Evaluates the accuracy/error score between predictions and the truth, according to the given accuracy metric.

Parameters
• y_pred (numpy.ndarray) – Array with shape (number_of_observations, 1), containing predictions.

• y_true (numpy.ndarray) – Array with shape (number_of_observations, 1) containing the true data.

• metric (str, optional) – The scoring metric to use. Avaliable options are: ``adjusted_r2``, ``r2``, ``mae``, ``rmse``, or ``normalised_mae``.

• X (numpy.ndarray) – The input data associated with y_pred.

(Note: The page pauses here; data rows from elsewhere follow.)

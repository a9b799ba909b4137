//! Tool vocabulary and dispatch.
//!
//! Eight tools map onto the core: `search` (hybrid retrieval), `find_def`
//! / `find_refs` / `callers` / `callees` / `symbols` (symbol and call
//! navigation with preview extraction), `open_at` (file preview), and
//! `refresh` (incremental re-index). Inputs are parsed with explicit
//! coercion; anything malformed is `InvalidInput`.

use std::sync::Arc;

use dashmap::DashMap;
use serde_json::{json, Value};

use crate::adapters::store::IndexStore;
use crate::application::indexing::Indexer;
use crate::application::search::{HybridSearch, SearchRequest};
use crate::domain::error::{Error, Result};
use crate::domain::types::Language;
use crate::infrastructure::astdocs::AstDocStore;

/// Default preview context lines around a span.
pub const DEFAULT_PREVIEW_LINES: u32 = 10;
/// Hard cap on preview context lines.
pub const MAX_PREVIEW_LINES: u32 = 50;

/// Shared state behind every tool call.
pub struct ToolContext {
    /// Project root
    pub root: std::path::PathBuf,
    /// Durable store
    pub store: Arc<IndexStore>,
    /// Hybrid search service
    pub search: Arc<HybridSearch>,
    /// Indexer for `refresh`
    pub indexer: Arc<Indexer>,
    /// AST documents
    pub astdocs: Arc<AstDocStore>,
    /// Memoized search responses, cleared by `refresh`
    pub search_memo: DashMap<String, Value>,
}

/// The fixed tool vocabulary with input schemas.
pub fn tool_list() -> Value {
    json!([
        {
            "name": "search",
            "description": "Hybrid lexical + semantic search over indexed code chunks.",
            "inputSchema": {
                "type": "object",
                "properties": {
                    "query": { "type": "string", "description": "Free-text query." },
                    "directory": { "type": "string", "description": "Restrict to paths under this directory." },
                    "language": { "type": "string", "enum": ["typescript", "tsx", "javascript", "python"] },
                    "limit": { "type": "integer", "minimum": 1, "maximum": 100, "description": "Maximum results (default 10)." }
                },
                "required": ["query"]
            }
        },
        {
            "name": "find_def",
            "description": "Find definitions of a symbol by exact name, with preview.",
            "inputSchema": {
                "type": "object",
                "properties": {
                    "name": { "type": "string" },
                    "context_lines": { "type": "integer", "minimum": 0, "maximum": 50 }
                },
                "required": ["name"]
            }
        },
        {
            "name": "find_refs",
            "description": "Find call-site references to a symbol by name, with preview.",
            "inputSchema": {
                "type": "object",
                "properties": {
                    "name": { "type": "string" },
                    "context_lines": { "type": "integer", "minimum": 0, "maximum": 50 }
                },
                "required": ["name"]
            }
        },
        {
            "name": "callers",
            "description": "Functions that call the named symbol (incoming edges).",
            "inputSchema": {
                "type": "object",
                "properties": { "name": { "type": "string" } },
                "required": ["name"]
            }
        },
        {
            "name": "callees",
            "description": "Calls made inside the named symbol's definition (outgoing edges).",
            "inputSchema": {
                "type": "object",
                "properties": { "name": { "type": "string" } },
                "required": ["name"]
            }
        },
        {
            "name": "open_at",
            "description": "Preview a file around a line. Returns exists=false for missing files.",
            "inputSchema": {
                "type": "object",
                "properties": {
                    "path": { "type": "string", "description": "Root-relative file path." },
                    "line": { "type": "integer", "minimum": 1 },
                    "context_lines": { "type": "integer", "minimum": 0, "maximum": 50 }
                },
                "required": ["path"]
            }
        },
        {
            "name": "refresh",
            "description": "Incrementally re-index changed files (optionally a specific set).",
            "inputSchema": {
                "type": "object",
                "properties": {
                    "paths": { "type": "array", "items": { "type": "string" } }
                }
            }
        },
        {
            "name": "symbols",
            "description": "List symbols matching a substring, optionally scoped to one file.",
            "inputSchema": {
                "type": "object",
                "properties": {
                    "query": { "type": "string" },
                    "file": { "type": "string" },
                    "limit": { "type": "integer", "minimum": 1, "maximum": 200 }
                }
            }
        }
    ])
}

/// Dispatch one tool call; returns the JSON payload rendered into the
/// response's text content.
pub async fn dispatch(ctx: &ToolContext, name: &str, args: &Value) -> Result<Value> {
    match name {
        "search" => search(ctx, args).await,
        "find_def" => find_def(ctx, args).await,
        "find_refs" => find_refs(ctx, args).await,
        "callers" => callers(ctx, args).await,
        "callees" => callees(ctx, args).await,
        "open_at" => open_at(ctx, args).await,
        "refresh" => refresh(ctx, args).await,
        "symbols" => symbols(ctx, args).await,
        other => Err(Error::invalid_input(format!("unknown tool: {other}"))),
    }
}

/// Whether a tool name is part of the vocabulary (distinguishes the
/// unknown-tool error code from invalid arguments).
pub fn is_known_tool(name: &str) -> bool {
    matches!(
        name,
        "search" | "find_def" | "find_refs" | "callers" | "callees" | "open_at" | "refresh" | "symbols"
    )
}

// ── Argument coercion ───────────────────────────────────────────────────

fn required_str(args: &Value, key: &str) -> Result<String> {
    args.get(key)
        .and_then(Value::as_str)
        .map(str::to_string)
        .filter(|s| !s.trim().is_empty())
        .ok_or_else(|| Error::invalid_input(format!("missing or empty `{key}`")))
}

fn optional_str(args: &Value, key: &str) -> Option<String> {
    args.get(key).and_then(Value::as_str).map(str::to_string)
}

fn optional_u64(args: &Value, key: &str) -> Result<Option<u64>> {
    match args.get(key) {
        None | Some(Value::Null) => Ok(None),
        Some(value) => value
            .as_u64()
            .map(Some)
            .ok_or_else(|| Error::invalid_input(format!("`{key}` must be a non-negative integer"))),
    }
}

fn context_lines(args: &Value) -> Result<u32> {
    let lines = optional_u64(args, "context_lines")?
        .map(|v| v as u32)
        .unwrap_or(DEFAULT_PREVIEW_LINES);
    Ok(lines.min(MAX_PREVIEW_LINES))
}

// ── Preview extraction ──────────────────────────────────────────────────

async fn preview(
    ctx: &ToolContext,
    relative: &str,
    start_line: u32,
    end_line: u32,
    context: u32,
) -> Option<String> {
    let path = ctx.root.join(relative);
    let content = tokio::fs::read_to_string(&path).await.ok()?;
    let lines: Vec<&str> = content.lines().collect();
    if lines.is_empty() {
        return Some(String::new());
    }
    let last = ((end_line.saturating_sub(1) + context) as usize).min(lines.len() - 1);
    let first = (start_line.saturating_sub(1).saturating_sub(context) as usize).min(last);
    Some(lines[first..=last].join("\n"))
}

// ── Tool implementations ────────────────────────────────────────────────

async fn search(ctx: &ToolContext, args: &Value) -> Result<Value> {
    let query = required_str(args, "query")?;
    let limit = optional_u64(args, "limit")?.unwrap_or(10) as usize;
    let language = match optional_str(args, "language") {
        Some(name) => {
            let parsed: Language = name.parse().unwrap_or(Language::Unknown);
            if !parsed.is_supported() {
                return Err(Error::invalid_input(format!("unknown language: {name}")));
            }
            Some(parsed)
        }
        None => None,
    };

    let memo_key = args.to_string();
    if let Some(cached) = ctx.search_memo.get(&memo_key) {
        return Ok(cached.clone());
    }

    let request = SearchRequest {
        query,
        directory: optional_str(args, "directory"),
        language,
        limit,
    };
    let response = ctx.search.search(&request).await?;

    let returned = response.results.len();
    let payload = json!({
        "results": response.results,
        "returned": returned,
        "fallback_mode": response.fallback_mode,
        "total_time_ms": response.total_time_ms,
    });
    ctx.search_memo.insert(memo_key, payload.clone());
    Ok(payload)
}

async fn find_def(ctx: &ToolContext, args: &Value) -> Result<Value> {
    let name = required_str(args, "name")?;
    let context = context_lines(args)?;
    let symbols = ctx.store.symbols_by_name(&name, 50).await?;

    let mut definitions = Vec::new();
    for symbol in &symbols {
        let preview = preview(ctx, &symbol.file_path, symbol.start_line, symbol.end_line, context).await;
        definitions.push(json!({
            "name": symbol.name,
            "kind": symbol.kind,
            "file": symbol.file_path,
            "start_line": symbol.start_line,
            "end_line": symbol.end_line,
            "signature": symbol.signature,
            "parents": symbol.parents,
            "exported": symbol.metadata.is_exported,
            "preview": preview,
        }));
    }
    Ok(json!({ "name": name, "definitions": definitions, "returned": definitions.len() }))
}

async fn find_refs(ctx: &ToolContext, args: &Value) -> Result<Value> {
    let name = required_str(args, "name")?;
    let context = context_lines(args)?;
    let calls = ctx.store.calls_to(&name, 200).await?;

    let mut references = Vec::new();
    for call in &calls {
        let preview = preview(ctx, &call.file_path, call.start_line, call.end_line, context).await;
        references.push(json!({
            "file": call.file_path,
            "line": call.start_line,
            "kind": call.kind,
            "receiver": call.receiver,
            "argument_count": call.argument_count,
            "preview": preview,
        }));
    }
    Ok(json!({ "name": name, "references": references, "returned": references.len() }))
}

async fn callers(ctx: &ToolContext, args: &Value) -> Result<Value> {
    let name = required_str(args, "name")?;
    let calls = ctx.store.calls_to(&name, 200).await?;

    let mut callers = Vec::new();
    for call in &calls {
        let enclosing = ctx
            .store
            .enclosing_symbol(&call.file_path, call.start_line)
            .await?;
        callers.push(json!({
            "file": call.file_path,
            "line": call.start_line,
            "caller": enclosing.as_ref().map(|s| s.qualified_name()),
            "caller_kind": enclosing.as_ref().map(|s| s.kind),
        }));
    }
    Ok(json!({ "name": name, "callers": callers, "returned": callers.len() }))
}

async fn callees(ctx: &ToolContext, args: &Value) -> Result<Value> {
    let name = required_str(args, "name")?;
    let definitions = ctx.store.symbols_by_name(&name, 10).await?;

    let mut callees = Vec::new();
    for def in &definitions {
        let calls = ctx
            .store
            .calls_within(&def.file_path, def.start_line, def.end_line)
            .await?;
        for call in calls {
            // The definition's own header can match as a call in some
            // grammars; keep real outgoing edges only.
            if call.callee == name {
                continue;
            }
            callees.push(json!({
                "from": def.qualified_name(),
                "file": call.file_path,
                "line": call.start_line,
                "callee": call.callee,
                "kind": call.kind,
                "argument_count": call.argument_count,
            }));
        }
    }
    Ok(json!({ "name": name, "callees": callees, "returned": callees.len() }))
}

async fn open_at(ctx: &ToolContext, args: &Value) -> Result<Value> {
    let relative = required_str(args, "path")?;
    let line = optional_u64(args, "line")?.unwrap_or(1) as u32;
    let context = context_lines(args)?;

    let path = ctx.root.join(&relative);
    let content = match tokio::fs::read_to_string(&path).await {
        Ok(content) => content,
        Err(e) if e.kind() == std::io::ErrorKind::NotFound => {
            return Ok(json!({ "path": relative, "exists": false }));
        }
        Err(e) => {
            return Err(Error::transient_io(format!("read {relative}: {e}")));
        }
    };

    let lines: Vec<&str> = content.lines().collect();
    let total = lines.len() as u32;
    let line = line.min(total.max(1));
    let last = ((line.saturating_sub(1) + context) as usize).min(lines.len().saturating_sub(1));
    let first = (line.saturating_sub(1).saturating_sub(context) as usize).min(last);
    let preview = if lines.is_empty() {
        String::new()
    } else {
        lines[first..=last].join("\n")
    };

    Ok(json!({
        "path": relative,
        "exists": true,
        "line": line,
        "total_lines": total,
        "preview": preview,
    }))
}

async fn refresh(ctx: &ToolContext, args: &Value) -> Result<Value> {
    let stats = match args.get("paths").and_then(Value::as_array) {
        Some(paths) => {
            let paths: Vec<String> = paths
                .iter()
                .map(|p| {
                    p.as_str()
                        .map(str::to_string)
                        .ok_or_else(|| Error::invalid_input("`paths` must be strings"))
                })
                .collect::<Result<_>>()?;
            ctx.indexer.refresh_files(&paths).await?
        }
        None => ctx.indexer.refresh_index().await?,
    };

    ctx.search_memo.clear();

    Ok(json!({
        "total_files": stats.total_files,
        "indexed_files": stats.indexed_files,
        "skipped_files": stats.skipped_files,
        "deleted_files": stats.deleted_files,
        "total_chunks": stats.total_chunks,
        "duration_ms": stats.duration_ms,
    }))
}

async fn symbols(ctx: &ToolContext, args: &Value) -> Result<Value> {
    let query = optional_str(args, "query").unwrap_or_default();
    let file = optional_str(args, "file");
    let limit = optional_u64(args, "limit")?.unwrap_or(50).min(200) as usize;

    let symbols = match (&file, query.is_empty()) {
        // Whole-file listing keeps definition order
        (Some(file), true) => {
            let mut listed = ctx.store.symbols_for_file(file).await?;
            listed.truncate(limit);
            listed
        }
        _ => {
            ctx.store
                .symbols_matching(&query, file.as_deref(), limit)
                .await?
        }
    };

    let listed: Vec<Value> = symbols
        .iter()
        .map(|s| {
            json!({
                "name": s.name,
                "qualified_name": s.qualified_name(),
                "kind": s.kind,
                "file": s.file_path,
                "start_line": s.start_line,
                "end_line": s.end_line,
                "signature": s.signature,
                "exported": s.metadata.is_exported,
            })
        })
        .collect();
    Ok(json!({ "symbols": listed, "returned": listed.len() }))
}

Required if `metric=`adjusted_r2``.

Returns

The accuracy or error score.

Return type

float

Split arrays or matrices into random train and test subsets.

Parameters
• X (numpy.ndarray) – Array with shape (n_observations,n_dim) containing the inputs.

• y (numpy.ndarray) – Array with shape (n_observations,1) containing the outputs/targets.

• train (float, optional) – Fraction between 0.0 and 1.0, representing the proportion of the dataset to include in the train split.

• random_seed (int, optional) – Seed for random number generator.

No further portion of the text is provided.